You are viewing a plain text version of this content. The canonical link for it is here.
Posted to common-user@hadoop.apache.org by HY <ja...@163.com> on 2011/08/18 06:14:30 UTC

Questions about Hadoop

Hello.
 I have an idea which is to run the common java application(in the form of jar) on hadoop framework.Is there anyone to tell me whether it till be implemented and which subproject should I use to implement this idea?

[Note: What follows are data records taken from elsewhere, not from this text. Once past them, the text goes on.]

//! IPAM allocation engine
//!
//! Organizations own subnets; addresses are reserved from them. This crate
//! holds the parts that must be right:
//!
//! - [`allocator`]: next-free scan and explicit reservation checks
//! - [`hierarchy`]: nesting, placement validation, most-specific subnet
//! - [`tenant`]: the authorization predicate every call passes through
//! - [`Ipam`]: the async service tying them to a [`Store`](ipam_store::Store)
//!   with per-subnet serialization of reservations
//! - bulk import/export of subnet documents ([`Ipam::import_document`],
//!   [`Ipam::export_subnet`])
//!
//! # Examples
//!
//! ```
//! use ipam_core::{Caller, OrgId};
//! use ipam_engine::Ipam;
//! use ipam_store::MemoryStore;
//!
//! # #[tokio::main]
//! # async fn main() -> ipam_core::Result<()> {
//! let ipam = Ipam::new(MemoryStore::new());
//! let caller = Caller::member_of(["org_a"]);
//!
//! let doc = b"Sample Subnet\n10.0.0.0/24\nip address,description\n10.0.0.1,Testing\n";
//! let report = ipam.import_document(&caller, Some(OrgId::from("org_a")), doc).await?;
//! assert_eq!(report.created, 1);
//!
//! let next = ipam.next_available(&caller, report.subnet.id).await?;
//! assert_eq!(next.to_string(), "10.0.0.2");
//! # Ok(())
//! # }
//! ```

pub mod allocator;
pub mod hierarchy;
mod import;
mod locks;
mod service;
pub mod tenant;

pub use import::ImportReport;
pub use service::{HostEntry, Ipam, SubnetUpdate, Usage, MAX_HOSTS_PAGE};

eg: I wrote a set of codes to get some datas from one database then store them to another database,all the process will packeged to a common jar.And I want to deploy it in hadoop, and what's more I want to run it by using the clusters which integrated in hadoop.
Can I implement it?
I read the documentation of mapreduce so I thought I can use this project but I'm not very sure about it.
Can anyone give some advice to me??
                                                                                                                                                             Thanks in advance

Re: Questions about Hadoop

Posted by Harsh J <ha...@cloudera.com>.
Do you need any form of distributed processing at all for your work?
MapReduce works best with direct files and not databases in most
cases. Looking at your description, am unclear as to what your total
goal is (just DB to DB tx? or you want to process as well?). Generally
speaking (since I have no idea on the specific things you use), Hadoop
would not scale very well with usual RDBMS usage over MapReduce, but
is tremendously good with raw file processing with
HDFS/other-distributed-fs.

If your question pertains to simply running ad-hoc java programs (of
non MR nature) on a Hadoop cluster to help with your workflow(s), take
a look at Apache Oozie
(http://incubator.apache.org/projects/oozie.html) which is one such
tool that lets you do that.

2011/8/18 HY <ja...@163.com>:
> Hello.
>  I have an idea which is to run the common java application(in the form of jar) on hadoop framework.Is there anyone to tell me whether it till be implemented and which subproject should I use to implement this idea?
>
>
> eg: I wrote a set of codes to get some datas from one database then store them to another database,all the process will packeged to a common jar.And I want to deploy it in hadoop, and what's more I want to run it by using the clusters which integrated in hadoop.
> Can I implement it?
> I read the documentation of mapreduce so I thought I can use this project but I'm not very sure about it.
> Can anyone give some advice to me??
>                                                                                                                                                             Thanks in advance



-- 
Harsh J